The liberal-progressive coalition is now splintering and new battle lines are forming, but it’s absurd to pretend that Biden is on the left of any of them. American politics dictates that almost any president would have offered a high degree of support to Israel, but the extent to which it was so clearly visceral and instinctual from Biden was notable. I’ve spoken to plenty of people who live in right-wing media bubbles who are shocked - they still think sleepy Joe Biden is in bed with the radical Islamists - but it ought not to have been a surprise to anyone who knows Biden and knows the Democratic Party. It still is the party of moderates.
It’s not even as if there was much difference between Trump’s Middle East policy and Biden’s before the events of this month. The highest levels of the Biden administration is made up of people who served at the second- and third-highest levels of the Obama administration, and the lesson they took away from the experience is that the U.S. has precious little ability to resolve the Israeli-Palestinian conflict and that trying to do so just creates fruitless distractions. Accordingly, they made no new major initiative and continued with the policy of pursuing diplomatic normalization agreements between Israel and Arab states, a process which began under Trump and which may have played a role in the timing of Hamas’ attack on Israel.
(Okay, there was one difference between the Trump and Biden administrations: only in the former was Jared Kushner running around the region with a begging bowl trying to get sheikhs to bail out his failing businesses).
Israel joins another issue in which Republicans like to criticize Biden for supposedly not doing exactly what he is already doing: China. The current administration’s policy towards Beijing is significantly to the right of Trump’s and is being implemented more forcefully because the basic standards of competence are much higher under Biden. The administration has shored up military and diplomatic alliances in Asia and worked with partner countries to implement smart rather than indiscriminate trade and technology sanctions. It has the most hawkish stance towards China of any administration since the normalization of relations in the 1970s - but to listen to Republicans, you’d think Biden was running for a seat on the Politburo.

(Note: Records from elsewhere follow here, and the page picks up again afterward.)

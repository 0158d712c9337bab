use crate::error::AcquireError;
use lmcache::{CacheEntry, CacheState, TrackId};
use lmfetch::TrackMetadata;
use serde::Serialize;

#[cfg(feature = "openapi")]
use utoipa::ToSchema;

/// État d'une piste tel que vu par le coordinateur
#[derive(Debug, Clone, Copy, PartialEq, Eq, Serialize)]
#[serde(rename_all = "lowercase")]
#[cfg_attr(feature = "openapi", derive(ToSchema))]
pub enum TrackStatus {
    /// Aucun artefact, aucun téléchargement
    Missing,
    /// Téléchargement enregistré, en attente d'une place dans le pool
    Queued,
    /// L'outil externe tourne
    Fetching,
    Ready,
    Failed,
}

impl From<CacheState> for TrackStatus {
    fn from(state: CacheState) -> Self {
        match state {
            CacheState::Missing => TrackStatus::Missing,
            CacheState::Fetching => TrackStatus::Fetching,
            CacheState::Ready => TrackStatus::Ready,
            CacheState::Failed => TrackStatus::Failed,
        }
    }
}

/// Événements publiés par le coordinateur (voir [`crate::Coordinator::subscribe`])
#[derive(Debug, Clone)]
pub enum AcquireEvent {
    Queued {
        id: TrackId,
    },
    Started {
        id: TrackId,
    },
    Ready {
        id: TrackId,
        entry: CacheEntry,
        metadata: Option<TrackMetadata>,
    },
    Failed {
        id: TrackId,
        error: AcquireError,
    },
    Cancelled {
        id: TrackId,
    },
}

impl AcquireEvent {
    pub fn track(&self) -> &TrackId {
        match self {
            AcquireEvent::Queued { id }
            | AcquireEvent::Started { id }
            | AcquireEvent::Ready { id, .. }
            | AcquireEvent::Failed { id, .. }
            | AcquireEvent::Cancelled { id } => id,
        }
    }
}
//! Journalisation : buffer circulaire, diffusion SSE et niveau réglable à chaud
//!
//! Chaque événement `tracing` devient un [`LogEntry`] numéroté, avec ses
//! champs structurés à part (`track`, `reference`...). Les clients peuvent
//! ainsi suivre une seule piste (`/log-sse?track=abc`) et reprendre un flux
//! interrompu grâce à `Last-Event-ID`.

mod sselayer;

pub use sselayer::SseLayer;

use axum::{
    Json, Router,
    extract::{Query, State},
    http::{HeaderMap, StatusCode},
    response::{
        IntoResponse, Response,
        sse::{Event, KeepAlive, Sse},
    },
    routing::get,
};
use lmconfig::Config;
use serde::{Deserialize, Serialize};
use std::collections::{BTreeMap, VecDeque};
use std::sync::atomic::{AtomicU64, Ordering};
use std::sync::{Arc, Mutex, MutexGuard, PoisonError};
use std::time::{SystemTime, UNIX_EPOCH};
use tokio::sync::broadcast;
use tracing::Level;
use tracing_subscriber::{Registry, filter::LevelFilter, layer::SubscriberExt, reload, util::SubscriberInitExt};
use utoipa::{OpenApi, ToSchema};

const LIVE_CHANNEL_CAPACITY: usize = 1024;
const LEVELS: [Level; 5] = [Level::ERROR, Level::WARN, Level::INFO, Level::DEBUG, Level::TRACE];

/// Une ligne de journal
#[derive(Debug, Clone, Serialize, ToSchema)]
pub struct LogEntry {
    /// Numéro croissant, utilisé comme identifiant d'événement SSE
    pub seq: u64,
    /// Millisecondes depuis l'epoch Unix
    pub timestamp_ms: u64,
    pub level: String,
    pub target: String,
    pub message: String,
    /// Champs structurés de l'événement
    #[serde(skip_serializing_if = "BTreeMap::is_empty")]
    pub fields: BTreeMap<String, String>,
}

impl LogEntry {
    fn severity(&self) -> Option<Level> {
        parse_level(&self.level)
    }
}

struct Ring {
    capacity: usize,
    entries: VecDeque<LogEntry>,
}

/// État partagé du journal : historique borné, diffusion en direct, niveau courant
#[derive(Clone)]
pub struct LogState {
    ring: Arc<Mutex<Ring>>,
    next_seq: Arc<AtomicU64>,
    live: broadcast::Sender<LogEntry>,
    level: Arc<Mutex<Level>>,
    reload: Option<Arc<reload::Handle<LevelFilter, Registry>>>,
}

impl LogState {
    /// État sans subscriber global (tests, outils)
    pub fn detached(capacity: usize) -> Self {
        let capacity = capacity.max(1);
        Self {
            ring: Arc::new(Mutex::new(Ring {
                capacity,
                entries: VecDeque::with_capacity(capacity),
            })),
            next_seq: Arc::new(AtomicU64::new(1)),
            live: broadcast::channel(LIVE_CHANNEL_CAPACITY).0,
            level: Arc::new(Mutex::new(Level::TRACE)),
            reload: None,
        }
    }

    fn ring(&self) -> MutexGuard<'_, Ring> {
        self.ring.lock().unwrap_or_else(PoisonError::into_inner)
    }

    /// Niveau le plus verbeux actuellement enregistré
    pub fn level(&self) -> Level {
        *self.level.lock().unwrap_or_else(PoisonError::into_inner)
    }

    /// Change le niveau du filtre global
    pub fn set_level(&self, level: Level) {
        *self.level.lock().unwrap_or_else(PoisonError::into_inner) = level;
        if let Some(handle) = &self.reload {
            if let Err(e) = handle.reload(LevelFilter::from_level(level)) {
                eprintln!("Unable to reload log filter: {}", e);
            }
        }
    }

    pub(crate) fn record(
        &self,
        level: &Level,
        target: &str,
        message: String,
        fields: BTreeMap<String, String>,
    ) {
        let timestamp_ms = SystemTime::now()
            .duration_since(UNIX_EPOCH)
            .map(|d| d.as_millis() as u64)
            .unwrap_or_default();
        let entry = LogEntry {
            seq: self.next_seq.fetch_add(1, Ordering::SeqCst),
            timestamp_ms,
            level: level.as_str().to_string(),
            target: target.to_string(),
            message,
            fields,
        };

        {
            let mut ring = self.ring();
            if ring.entries.len() >= ring.capacity {
                ring.entries.pop_front();
            }
            ring.entries.push_back(entry.clone());
        }
        let _ = self.live.send(entry);
    }

    pub fn subscribe(&self) -> broadcast::Receiver<LogEntry> {
        self.live.subscribe()
    }

    /// Entrées conservées qui passent `filter`, de la plus ancienne à la plus récente
    pub fn snapshot(&self, filter: &LogFilter) -> Vec<LogEntry> {
        self.ring()
            .entries
            .iter()
            .filter(|e| filter.accepts(e))
            .cloned()
            .collect()
    }
}

/// Paramètres de filtrage de `/log-sse` et `/log-dump`
#[derive(Debug, Clone, Default, Deserialize)]
pub struct LogFilter {
    /// Sévérité minimale (`error`, `warn`, `info`, `debug`, `trace`)
    pub level: Option<String>,
    /// Préfixe de la cible (ex: `lmacquire`)
    pub target: Option<String>,
    /// Valeur du champ `track`
    pub track: Option<String>,
    /// Sous-chaîne du message
    pub search: Option<String>,
    /// Ignore les entrées de numéro inférieur ou égal
    pub after: Option<u64>,
}

impl LogFilter {
    pub fn accepts(&self, entry: &LogEntry) -> bool {
        if self.after.is_some_and(|after| entry.seq <= after) {
            return false;
        }
        if let Some(min) = self.level.as_deref().and_then(parse_level) {
            // ERROR < WARN < ... < TRACE pour `tracing::Level`
            if entry.severity().is_none_or(|level| level > min) {
                return false;
            }
        }
        if let Some(prefix) = &self.target {
            if !entry.target.starts_with(prefix.as_str()) {
                return false;
            }
        }
        if let Some(track) = &self.track {
            if entry.fields.get("track") != Some(track) {
                return false;
            }
        }
        if let Some(search) = &self.search {
            if !entry.message.contains(search.as_str()) {
                return false;
            }
        }
        true
    }
}

/// Flux SSE : l'historique filtré, puis les nouvelles entrées
///
/// Un client qui se reconnecte avec `Last-Event-ID` ne reçoit que la suite.
pub async fn log_sse(
    State(state): State<LogState>,
    Query(mut filter): Query<LogFilter>,
    headers: HeaderMap,
) -> impl IntoResponse {
    if let Some(last) = headers
        .get("last-event-id")
        .and_then(|v| v.to_str().ok())
        .and_then(|v| v.trim().parse::<u64>().ok())
    {
        filter.after = Some(filter.after.map_or(last, |a| a.max(last)));
    }

    let mut live = state.subscribe();
    let history = state.snapshot(&filter);

    let stream = async_stream::stream! {
        let mut last_seq = filter.after.unwrap_or(0);
        for entry in history {
            last_seq = entry.seq;
            if let Some(event) = to_event(&entry) {
                yield Ok::<_, axum::Error>(event);
            }
        }

        loop {
            let entry = match live.recv().await {
                Ok(entry) => entry,
                Err(broadcast::error::RecvError::Lagged(_)) => continue,
                Err(broadcast::error::RecvError::Closed) => break,
            };
            // Déjà envoyée avec l'historique
            if entry.seq <= last_seq || !filter.accepts(&entry) {
                continue;
            }
            last_seq = entry.seq;
            if let Some(event) = to_event(&entry) {
                yield Ok::<_, axum::Error>(event);
            }
        }
    };

    Sse::new(stream).keep_alive(KeepAlive::default())
}

fn to_event(entry: &LogEntry) -> Option<Event> {
    let data = serde_json::to_string(entry).ok()?;
    Some(
        Event::default()
            .id(entry.seq.to_string())
            .event(entry.level.to_lowercase())
            .data(data),
    )
}

/// Contenu du buffer, au format JSON
pub async fn log_dump(State(state): State<LogState>, Query(filter): Query<LogFilter>) -> Json<Vec<LogEntry>> {
    Json(state.snapshot(&filter))
}

/// Options d'initialisation du logging
#[derive(Debug, Clone)]
pub struct LoggingOptions {
    /// Nombre d'entrées conservées pour `/log-dump` et la reprise SSE
    pub buffer_capacity: usize,
    /// Sortie console en plus du buffer
    pub enable_console: bool,
    pub min_level: Level,
}

impl Default for LoggingOptions {
    fn default() -> Self {
        Self {
            buffer_capacity: 1000,
            enable_console: true,
            min_level: Level::INFO,
        }
    }
}

impl LoggingOptions {
    /// Lit `host.logger.*`
    pub fn from_config(config: &Config) -> Self {
        Self {
            buffer_capacity: config.get_log_cache_size(),
            enable_console: config.get_log_enable_console(),
            min_level: parse_level(&config.get_log_min_level()).unwrap_or(Level::INFO),
        }
    }
}

/// Installe le subscriber global (filtre rechargeable, buffer SSE, console)
///
/// Si un subscriber global existe déjà, le `LogState` retourné reste
/// utilisable mais ne reçoit rien.
pub fn init_logging(options: LoggingOptions) -> LogState {
    let (filter, handle) = reload::Layer::new(LevelFilter::from_level(options.min_level));

    let mut state = LogState::detached(options.buffer_capacity);
    state.reload = Some(Arc::new(handle));
    *state.level.lock().unwrap_or_else(PoisonError::into_inner) = options.min_level;

    let console = options
        .enable_console
        .then(|| tracing_subscriber::fmt::layer().with_target(true));
    let installed = Registry::default()
        .with(filter)
        .with(SseLayer::new(state.clone()))
        .with(console)
        .try_init();

    if let Err(e) = installed {
        eprintln!("Logging already initialized: {}", e);
    }
    state
}

/// Changement de niveau
#[derive(Debug, Deserialize, ToSchema)]
pub struct LogSetupRequest {
    #[schema(example = "debug")]
    pub level: String,
}

/// Niveau courant et valeurs acceptées
#[derive(Debug, Serialize, ToSchema)]
pub struct LogSetupResponse {
    pub level: String,
    pub levels: Vec<String>,
}

impl LogSetupResponse {
    fn new(level: Level) -> Self {
        Self {
            level: level.as_str().to_string(),
            levels: LEVELS.iter().map(|l| l.as_str().to_string()).collect(),
        }
    }
}

/// Niveau de journalisation courant
#[utoipa::path(
    get,
    path = "/api/logs/log_setup",
    responses(
        (status = 200, description = "Current log level", body = LogSetupResponse)
    ),
    tag = "logs"
)]
pub async fn log_setup_get(State(state): State<LogState>) -> Json<LogSetupResponse> {
    Json(LogSetupResponse::new(state.level()))
}

/// Change le niveau de journalisation sans redémarrer
#[utoipa::path(
    post,
    path = "/api/logs/log_setup",
    request_body = LogSetupRequest,
    responses(
        (status = 200, description = "Level changed", body = LogSetupResponse),
        (status = 400, description = "Unknown level")
    ),
    tag = "logs"
)]
pub async fn log_setup_post(State(state): State<LogState>, Json(request): Json<LogSetupRequest>) -> Response {
    match parse_level(&request.level) {
        Some(level) => {
            state.set_level(level);
            tracing::info!(level = %level, "Log level changed");
            Json(LogSetupResponse::new(level)).into_response()
        }
        None => (
            StatusCode::BAD_REQUEST,
            Json(serde_json::json!({
                "error": "invalid_level",
                "message": format!("Unknown log level '{}'", request.level),
            })),
        )
            .into_response(),
    }
}

/// Interprète un nom de niveau, sans tenir compte de la casse
pub fn parse_level(name: &str) -> Option<Level> {
    LEVELS
        .into_iter()
        .find(|level| level.as_str().eq_ignore_ascii_case(name.trim()))
}

/// Router de l'API de niveau (monté sous `/api/logs`)
pub fn create_logs_router(state: LogState) -> Router {
    Router::new()
        .route("/log_setup", get(log_setup_get).post(log_setup_post))
        .with_state(state)
}

#[derive(OpenApi)]
#[openapi(
    paths(log_setup_get, log_setup_post),
    components(schemas(LogSetupRequest, LogSetupResponse, LogEntry)),
    tags((name = "logs", description = "Runtime log level"))
)]
pub struct LogsApiDoc;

Whether all of these policies are right or not is another matter, and as a certified wonk I am uncomfortable with broad labels - I find them right in some ways and wrong in others, even as I share the administration’s overall goals. But it’s a major problem with American politics that it produces such a disingenuous foreign policy discourse. I actually don’t think this is entirely a product of modern polarization, either - the “Who lost China?” debate of the 1940s and ‘50s was equally rancorous and ridiculous. The difference is that today almost nothing escapes this degree of contestation.
This also has concrete consequences for the policies that end up getting enacted. Faced with a centrist foreign policy president who they want to depict as a Communist, Republicans reach for ever more outlandish policy proposals to try to make Biden look soft by comparison. With their thunder stolen by a guy who is basically doing what they want anyway, they start suggesting that America invade Mexico or place a massive tariff on all U.S. imports or reinstate the Muslim ban and deport protesters. This march to the right will have major consequences under the next Republican president - especially if his name is Donald Trump.